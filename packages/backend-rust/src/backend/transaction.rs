//! Transaction coordinator.

use std::future::Future;

use relstore_core::{
    BatchExecutionResult, Object, OperationBatch, TransactionContext, TransactionId,
};
use tracing::{debug, warn};

use super::{
    CountOptions, CreateResult, DeleteOptions, FindOptions, Operation, OperationOutput,
    SqlStorageBackend, UpdateOptions,
};
use crate::engine::RelationalEngine;
use crate::error::StorageError;

/// Abandons the transaction on drop unless it was finished first.
///
/// Fires when the runner future is cancelled mid-flight, so a timeout or a
/// dropped task never leaves the engine holding the transaction.
struct PendingTransaction<'e> {
    engine: &'e dyn RelationalEngine,
    id: TransactionId,
    finished: bool,
}

impl<'e> PendingTransaction<'e> {
    fn new(engine: &'e dyn RelationalEngine, id: TransactionId) -> Self {
        Self {
            engine,
            id,
            finished: false,
        }
    }

    fn finish(&mut self) {
        self.finished = true;
    }
}

impl Drop for PendingTransaction<'_> {
    fn drop(&mut self) {
        if !self.finished {
            warn!(txn = %self.id, engine = self.engine.name(), "transaction dropped before completion");
            self.engine.abandon(self.id);
        }
    }
}

impl SqlStorageBackend {
    /// Runs `runner` inside one transaction on the default database.
    ///
    /// Commits when the runner returns `Ok`. On `Err` every write made
    /// through the scope is rolled back and the runner's error is returned
    /// unchanged; a failing rollback is only logged.
    ///
    /// # Errors
    ///
    /// The runner's error, or a [`StorageError`] from begin/commit.
    pub async fn transaction<'a, F, Fut, T, E>(&'a self, runner: F) -> Result<T, E>
    where
        F: FnOnce(TransactionScope<'a>) -> Fut,
        Fut: Future<Output = Result<T, E>>,
        E: From<StorageError>,
    {
        self.transaction_on(None, runner).await
    }

    /// Like [`transaction`](Self::transaction), on a named database.
    ///
    /// # Errors
    ///
    /// [`StorageError::UnknownDatabase`] for an unconfigured name, otherwise
    /// as [`transaction`](Self::transaction).
    pub async fn transaction_on<'a, F, Fut, T, E>(
        &'a self,
        database: Option<&str>,
        runner: F,
    ) -> Result<T, E>
    where
        F: FnOnce(TransactionScope<'a>) -> Fut,
        Fut: Future<Output = Result<T, E>>,
        E: From<StorageError>,
    {
        let (name, engine) = self.engine_entry(database)?;
        let id = engine.begin().await.map_err(StorageError::Engine)?;
        let mut pending = PendingTransaction::new(&**engine, id);
        let ctx = TransactionContext::new(id, name.as_str());
        debug!(txn = %id, database = %name, "transaction started");

        match runner(TransactionScope { backend: self, ctx }).await {
            Ok(value) => {
                let committed = engine.commit(id).await;
                pending.finish();
                committed.map_err(StorageError::Engine)?;
                debug!(txn = %id, "transaction committed");
                Ok(value)
            }
            Err(err) => {
                let rolled_back = engine.rollback(id).await;
                pending.finish();
                match rolled_back {
                    Ok(()) => warn!(txn = %id, database = %name, "transaction rolled back"),
                    Err(rollback_err) => warn!(
                        txn = %id,
                        database = %name,
                        error = %rollback_err,
                        "transaction rollback failed"
                    ),
                }
                Err(err)
            }
        }
    }
}

/// Handle given to a transaction runner. Every operation issued through it
/// runs in the surrounding transaction.
#[derive(Clone)]
pub struct TransactionScope<'a> {
    backend: &'a SqlStorageBackend,
    ctx: TransactionContext,
}

impl<'a> TransactionScope<'a> {
    #[must_use]
    pub fn context(&self) -> &TransactionContext {
        &self.ctx
    }

    #[must_use]
    pub fn backend(&self) -> &'a SqlStorageBackend {
        self.backend
    }

    /// Dispatches a named operation tagged with this transaction.
    ///
    /// # Errors
    ///
    /// Whatever the dispatched operation returns.
    pub async fn operation(&self, operation: Operation) -> Result<OperationOutput, StorageError> {
        debug!(operation = operation.name(), txn = %self.ctx.id, "dispatching scoped operation");
        self.backend.dispatch_in(operation, Some(&self.ctx)).await
    }

    /// Calls `f` with a copy of this scope.
    ///
    /// The scope carries the backend and the transaction context, and every
    /// operation `f` issues through it joins the surrounding transaction.
    pub async fn call<F, Fut, T>(&self, f: F) -> T
    where
        F: FnOnce(TransactionScope<'a>) -> Fut,
        Fut: Future<Output = T>,
    {
        f(self.clone()).await
    }

    /// # Errors
    ///
    /// As [`SqlStorageBackend::create_object`].
    pub async fn create_object(
        &self,
        collection: &str,
        args: Object,
    ) -> Result<CreateResult, StorageError> {
        self.backend.create_complex(collection, args, &self.ctx).await
    }

    /// # Errors
    ///
    /// As [`SqlStorageBackend::find_objects`].
    pub async fn find_objects(
        &self,
        collection: &str,
        query: &Object,
        options: &FindOptions,
    ) -> Result<Vec<Object>, StorageError> {
        self.backend
            .find_in(collection, query, options, Some(&self.ctx))
            .await
    }

    /// # Errors
    ///
    /// As [`SqlStorageBackend::find_object`].
    pub async fn find_object(
        &self,
        collection: &str,
        query: &Object,
        options: &FindOptions,
    ) -> Result<Option<Object>, StorageError> {
        self.backend
            .find_one_in(collection, query, options, Some(&self.ctx))
            .await
    }

    /// # Errors
    ///
    /// As [`SqlStorageBackend::count_objects`].
    pub async fn count_objects(
        &self,
        collection: &str,
        query: &Object,
        options: &CountOptions,
    ) -> Result<u64, StorageError> {
        self.backend
            .count_in(collection, query, options, Some(&self.ctx))
            .await
    }

    /// # Errors
    ///
    /// As [`SqlStorageBackend::update_objects`].
    pub async fn update_objects(
        &self,
        collection: &str,
        query: &Object,
        updates: Object,
        options: &UpdateOptions,
    ) -> Result<u64, StorageError> {
        self.backend
            .update_in(collection, query, updates, options, Some(&self.ctx))
            .await
    }

    /// # Errors
    ///
    /// As [`SqlStorageBackend::delete_objects`].
    pub async fn delete_objects(
        &self,
        collection: &str,
        query: &Object,
        options: &DeleteOptions,
    ) -> Result<u64, StorageError> {
        self.backend
            .delete_in(collection, query, options, Some(&self.ctx))
            .await
    }

    /// # Errors
    ///
    /// As [`SqlStorageBackend::execute_batch`].
    pub async fn execute_batch(
        &self,
        batch: &OperationBatch,
    ) -> Result<BatchExecutionResult, StorageError> {
        self.backend.run_batch(batch, &self.ctx).await
    }
}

########################################

◆ Description of the task
The first line of the entries above marks where to begin; repeat each line exactly through the one that contains "fn finish(&mut self)", and include that line.

◆ Task solution
filename packages/backend-rust/src/backend/transaction.rs
//! Transaction coordinator.

use std::future::Future;

use relstore_core::{
    BatchExecutionResult, Object, OperationBatch, TransactionContext, TransactionId,
};
use tracing::{debug, warn};

use super::{
    CountOptions, CreateResult, DeleteOptions, FindOptions, Operation, OperationOutput,
    SqlStorageBackend, UpdateOptions,
};
use crate::engine::RelationalEngine;
use crate::error::StorageError;

/// Abandons the transaction on drop unless it was finished first.
///
/// Fires when the runner future is cancelled mid-flight, so a timeout or a
/// dropped task never leaves the engine holding the transaction.
struct PendingTransaction<'e> {
    engine: &'e dyn RelationalEngine,
    id: TransactionId,
    finished: bool,
}

impl<'e> PendingTransaction<'e> {
    fn new(engine: &'e dyn RelationalEngine, id: TransactionId) -> Self {
        Self {
            engine,
            id,
            finished: false,
        }
    }

    fn finish(&mut self) {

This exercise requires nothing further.